Requirement:
Could you please write out the data shown below, exactly and in full?
───── Supplied entries
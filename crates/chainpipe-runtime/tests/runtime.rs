//! End-to-end runtime behavior against a scripted in-memory node.

use std::time::Duration;

use async_trait::async_trait;
use tokio::sync::mpsc;
use tokio::time;

use chainpipe_core::frame::{op, push, SUBCODE_RESULT};
use chainpipe_core::{
    capability, ClientError, CorrelationId, Frame, FrameTransport, Lookup, RuntimeConfig,
    StatusCode,
};
use chainpipe_runtime::{ConnectOptions, NodeClient};

// --- mock plumbing -------------------------------------------------------

struct MockTransport {
    inbound: mpsc::Receiver<Frame>,
    outbound: mpsc::Sender<Frame>,
}

#[async_trait]
impl FrameTransport for MockTransport {
    async fn send(&mut self, frame: Frame) -> Result<(), ClientError> {
        self.outbound
            .send(frame)
            .await
            .map_err(|_| ClientError::Transport("peer gone".into()))
    }

    async fn recv(&mut self) -> Option<Result<Frame, ClientError>> {
        self.inbound.recv().await.map(Ok)
    }
}

/// Returns (client transport, node's inbox, node's outbox-to-client).
fn mock_pair() -> (MockTransport, mpsc::Receiver<Frame>, mpsc::Sender<Frame>) {
    let (to_client_tx, to_client_rx) = mpsc::channel(64);
    let (from_client_tx, from_client_rx) = mpsc::channel(64);
    let transport = MockTransport {
        inbound: to_client_rx,
        outbound: from_client_tx,
    };
    (transport, from_client_rx, to_client_tx)
}

fn spawn_node<F>(mut inbox: mpsc::Receiver<Frame>, outbox: mpsc::Sender<Frame>, mut on_frame: F)
where
    F: FnMut(Frame) -> Vec<Frame> + Send + 'static,
{
    tokio::spawn(async move {
        while let Some(frame) = inbox.recv().await {
            for reply in on_frame(frame) {
                if outbox.send(reply).await.is_err() {
                    return;
                }
            }
        }
    });
}

fn grant(names: &[&str]) -> Frame {
    Frame::new(
        push::CAPABILITY_GRANT,
        0,
        serde_json::to_vec(names).unwrap(),
    )
}

fn heartbeat_reply() -> Frame {
    Frame::new(push::HEARTBEAT_REPLY, 0, Vec::new())
}

fn status(id: CorrelationId, status: StatusCode) -> Frame {
    Frame::tagged(status.wire_code(), 0, id, Vec::new())
}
──────────
Response box:
filename crates/chainpipe-runtime/tests/runtime.rs
//! End-to-end runtime behavior against a scripted in-memory node.

use std::time::Duration;

use async_trait::async_trait;
use tokio::sync::mpsc;
use tokio::time;

use chainpipe_core::frame::{op, push, SUBCODE_RESULT};
use chainpipe_core::{
    capability, ClientError, CorrelationId, Frame, FrameTransport, Lookup, RuntimeConfig,
    StatusCode,
};
use chainpipe_runtime::{ConnectOptions, NodeClient};

// --- mock plumbing -------------------------------------------------------

struct MockTransport {
    inbound: mpsc::Receiver<Frame>,
    outbound: mpsc::Sender<Frame>,
}

#[async_trait]
impl FrameTransport for MockTransport {
    async fn send(&mut self, frame: Frame) -> Result<(), ClientError> {
        self.outbound
            .send(frame)
            .await
            .map_err(|_| ClientError::Transport("peer gone".into()))
    }

    async fn recv(&mut self) -> Option<Result<Frame, ClientError>> {
        self.inbound.recv().await.map(Ok)
    }
}

/// Returns (client transport, node's inbox, node's outbox-to-client).
fn mock_pair() -> (MockTransport, mpsc::Receiver<Frame>, mpsc::Sender<Frame>) {
    let (to_client_tx, to_client_rx) = mpsc::channel(64);
    let (from_client_tx, from_client_rx) = mpsc::channel(64);
    let transport = MockTransport {
        inbound: to_client_rx,
        outbound: from_client_tx,
    };
    (transport, from_client_rx, to_client_tx)
}

fn spawn_node<F>(mut inbox: mpsc::Receiver<Frame>, outbox: mpsc::Sender<Frame>, mut on_frame: F)
where
    F: FnMut(Frame) -> Vec<Frame> + Send + 'static,
{
    tokio::spawn(async move {
        while let Some(frame) = inbox.recv().await {
            for reply in on_frame(frame) {
                if outbox.send(reply).await.is_err() {
                    return;
                }
            }
        }
    });
}

fn grant(names: &[&str]) -> Frame {
    Frame::new(
        push::CAPABILITY_GRANT,
        0,
        serde_json::to_vec(names).unwrap(),
    )
}

fn heartbeat_reply() -> Frame {
    Frame::new(push::HEARTBEAT_REPLY, 0, Vec::new())
}

fn status(id: CorrelationId, status: StatusCode) -> Frame {
    Frame::tagged(status.wire_code(), 0, id, Vec::new())
}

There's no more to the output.